The morgue conundrum

WARNING: Some of the links contain very strong images.

The latest report by the Caracas Metropolitan Council (Cabildo Metropolitano) confirms that Caracas is also the murder capital of Venezuela: 18% of all homicides happened under the gaze of Waraira Repano. One grim consequence of all the bloodletting has been to push the only morgue in town well beyond its breaking point.

For years, the Bello Monte Morgue has been left to its own devices to deal with the fast growth in violent deaths. When El Nacional, a major national newspaper published a dantesque photo of conditions there 0n its front page, it provoked not just a huge uproar but a direct attempt at censorship by the Judiciary. The tizzy-fit over that photo somewhat obscured the underlying reality that the place still lacks the human and material resources to cope with the tsunami of corpses it’s expected to handle.

Over the years, the Interior Ministry has presented and then abandoned a couple of plans to build a new morgue for Caracas. Now it looks like a definitive location has finally been chosen in El Llanito, a neighborhood in the East of the city, near Petare. The catch is that neither local authorities nor the people in the neighborhood were consulted in any way.

The planned morgue would be housed inside an existing CICPC (Venezuela’s FBI – guardando las salvedades) facility, located in an area surrounded by homes and schools: not exactly an ideal location for that kind of place. The protests could be dismissed as NIMBYism, but considering we’re supposed to have a participative democracy, you have to wonder that construction was launched without any type of warning.

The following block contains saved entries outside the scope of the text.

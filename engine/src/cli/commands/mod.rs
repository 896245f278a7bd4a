use crate::cli::RdsCommands;
use crate::providers::RdsProvider;
use crate::runner::{BackupRunner, RunReport, WaitPolicy};
use crate::{EngineConfig, EngineRegistry};
use anyhow::{bail, Context, Result};
use common::config::ShelveryConfig;
use log::info;
use serde::Serialize;
use std::path::Path;
use std::sync::Arc;

const RDS_ENGINE: &str = "rds";

/// Loads the configuration, falling back to the standard locations.
pub fn load_config(config_path: Option<&Path>) -> Result<ShelveryConfig> {
    common::config::load_config_from(config_path).context("Failed to load configuration")
}

/// Builds the registry of every engine against the real provider APIs.
pub async fn build_registry(config: &ShelveryConfig) -> Result<EngineRegistry> {
    let provider = RdsProvider::new(
        config.region.clone(),
        config.aws.endpoint.clone(),
        config.aws.access_key.clone(),
        config.aws.secret_key.clone(),
    )
    .await?;
    let engine_config = EngineConfig::from_shelvery(config, provider.default_region());
    Ok(EngineRegistry::with_defaults(engine_config, Arc::new(provider)))
}

fn print_json<T: Serialize>(value: &T) -> Result<()> {
    println!("{}", serde_json::to_string_pretty(value)?);
    Ok(())
}

fn finish(report: &RunReport) -> Result<()> {
    print_json(report)?;
    if !report.is_success() {
        bail!("{} of {} operations failed", report.failed.len(), report.failed.len() + report.succeeded.len());
    }
    Ok(())
}

pub async fn list_engines(config_path: Option<&Path>) -> Result<()> {
    let config = load_config(config_path)?;
    let registry = build_registry(&config).await?;
    for engine_type in registry.engine_types() {
        let engine = registry.get(&engine_type)?;
        println!("{engine_type}\t{}\t{}", engine.get_resource_type(), engine.region());
    }
    Ok(())
}

pub async fn run_rds(command: RdsCommands, config_path: Option<&Path>) -> Result<()> {
    let mut config = load_config(config_path)?;
    if let RdsCommands::CreateBackups { mode: Some(mode), .. } = &command {
        config.rds_backup_mode = mode.clone();
    }

    let registry = build_registry(&config).await?;
    let engine = registry.get(RDS_ENGINE)?;
    let runner = BackupRunner::new(engine.clone(), WaitPolicy::from(&config.wait));
    let region_or_default =
        |region: Option<String>| region.unwrap_or_else(|| engine.region().to_string());

    match command {
        RdsCommands::CreateBackups { marker_tag, .. } => {
            let marker_tag = marker_tag.unwrap_or_else(|| config.marker_tag());
            info!("Creating {} backups for entities tagged {marker_tag}", engine.get_resource_type());
            let report = runner.create_backups(&marker_tag).await?;
            finish(&report)?;
        }
        RdsCommands::ListBackups { tag_prefix } => {
            let tag_prefix = tag_prefix.unwrap_or_else(|| config.tag_prefix.clone());
            let backups = engine.get_existing_backups(&tag_prefix).await?;
            print_json(&backups)?;
        }
        RdsCommands::DescribeBackup { backup_id, region } => {
            let backup = engine
                .get_backup_resource(&region_or_default(region), &backup_id)
                .await?;
            print_json(&backup)?;
        }
        RdsCommands::BackupStatus {
            backup_id,
            region,
            wait,
        } => {
            let region = region_or_default(region);
            if wait {
                runner.wait_until_available(&region, &backup_id).await?;
            }
            let available = engine.is_backup_available(&region, &backup_id).await?;
            println!("{}", if available { "available" } else { "pending" });
        }
        RdsCommands::ShareBackup {
            backup_id,
            accounts,
            region,
        } => {
            let region = region_or_default(region);
            for account in &accounts {
                engine
                    .share_backup_with_account(&region, &backup_id, account)
                    .await?;
            }
            info!("Shared {backup_id} with {} accounts", accounts.len());
        }
        RdsCommands::CopyBackup { backup_id, regions } => {
            let backup = engine.get_backup_resource(engine.region(), &backup_id).await?;
            let copies = runner.copy_backup(&backup, &regions).await?;
            print_json(&copies)?;
        }
        RdsCommands::DeleteBackup { backup_id, region } => {
            let backup = engine
                .get_backup_resource(&region_or_default(region), &backup_id)
                .await?;
            engine.delete_backup(&backup).await?;
            info!("Deleted {backup_id}");
        }
        RdsCommands::ProcessBackups => {
            let report = runner
                .process_existing(&config.share_with_accounts, &config.copy_to_regions)
                .await?;
            finish(&report)?;
        }
    }

    Ok(())
}
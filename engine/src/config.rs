use crate::EngineError;
use std::fmt;
use std::str::FromStr;

/// How a new RDS backup is produced.
#[derive(Debug, Clone, Copy, PartialEq, Eq)]
pub enum BackupMode {
    /// Take an on-demand snapshot of the live instance.
    CreateSnapshot,
    /// Copy the newest automated snapshot under the backup name.
    CopyAutomatedSnapshot,
}

impl BackupMode {
    pub fn as_str(&self) -> &'static str {
        match self {
            BackupMode::CreateSnapshot => "CREATE_SNAPSHOT",
            BackupMode::CopyAutomatedSnapshot => "COPY_AUTOMATED_SNAPSHOT",
        }
    }
}

impl fmt::Display for BackupMode {
    fn fmt(&self, f: &mut fmt::Formatter<'_>) -> fmt::Result {
        f.write_str(self.as_str())
    }
}

impl FromStr for BackupMode {
    type Err = EngineError;

    fn from_str(s: &str) -> Result<Self, Self::Err> {
        let mode = s.strip_prefix("RDS_").unwrap_or(s);
        match mode {
            "CREATE_SNAPSHOT" => Ok(BackupMode::CreateSnapshot),
            "COPY_AUTOMATED_SNAPSHOT" => Ok(BackupMode::CopyAutomatedSnapshot),
            _ => Err(EngineError::Configuration(format!(
                "unsupported rds backup mode {s:?}: only {} and {} are supported, \
                 set it with the rds_backup_mode configuration option",
                BackupMode::CopyAutomatedSnapshot,
                BackupMode::CreateSnapshot
            ))),
        }
    }
}

/// Settings handed to an engine at construction.
#[derive(Debug, Clone)]
pub struct EngineConfig {
    /// Region the engine discovers entities in and creates backups in.
    pub region: String,
    pub tag_prefix: String,
    /// Kept raw so an invalid value fails the backup call rather than startup.
    pub backup_mode: String,
}

impl EngineConfig {
    pub fn new(region: impl Into<String>, tag_prefix: impl Into<String>, mode: impl Into<String>) -> Self {
        Self {
            region: region.into(),
            tag_prefix: tag_prefix.into(),
            backup_mode: mode.into(),
        }
    }

    pub fn from_shelvery(config: &common::config::ShelveryConfig, region: impl Into<String>) -> Self {
        Self::new(region, config.tag_prefix.clone(), config.rds_backup_mode.clone())
    }

    pub fn mode(&self) -> Result<BackupMode, EngineError> {
        self.backup_mode.parse()
    }
}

The Mayor of Sucre Municipality (and MUD candidate for Miranda State Governor), Carlos Ocariz has offered an alternative location in one of the headquarters of the municipal police, in an area removed from residential use. The ministry’s response on both proposals has been of absolute silence. Apparently, if you want participatory democracy, you have to vote for a chavista mayor first.

Full report about violence in the Metropolitan Area of Caracas can be found here.

15 thoughts on “The morgue conundrum

  1. This also happened with the present morgue in Colinas de Bello Monte. The building was originally owned by the guys that make Pampero, in the early 70s (72 or 73) it was sold to the PTJ and turned overnight into a morgue, no consultations then either. I used to live beside it in the 70s and had a “beautiful” view of the ins and outs of the place…


      • Yes, my family lives near there and the neighbors have protested and tried to have the morgue moved since forever, but it has been impossible. The conditions under which they function are appalling, from what I’ve heard they only have one truck to collect the bodies and the bodies usually remain hours laying in the streets before they are picked up. For years the area had no public transportation and the families of the deceased went through a hard time just to get to the morgue.
        The moving is necessary, but as always rationality and dialogue are words that the government has never heard of. And as the message below says the big problem is not the morgue is the amount of bodies that get there every week.


  2. So the “solution” to the current violence is just to build more room to put the bodies. Venezuela is officially South Park.


    • Well Yes and No.

      Yes, the solution might well be to build a newer, bigger morgue (where Ocariz suggested) because it is not precisely in a residential neighborhood, the population is greater and therefore the number of deaths will be greater as well (assuming we will never have zero violence).

      It’s a shame that violence has increased to the point that building a bigger morgue is needed. It is wrong to paint it as a solution, it is a consequence.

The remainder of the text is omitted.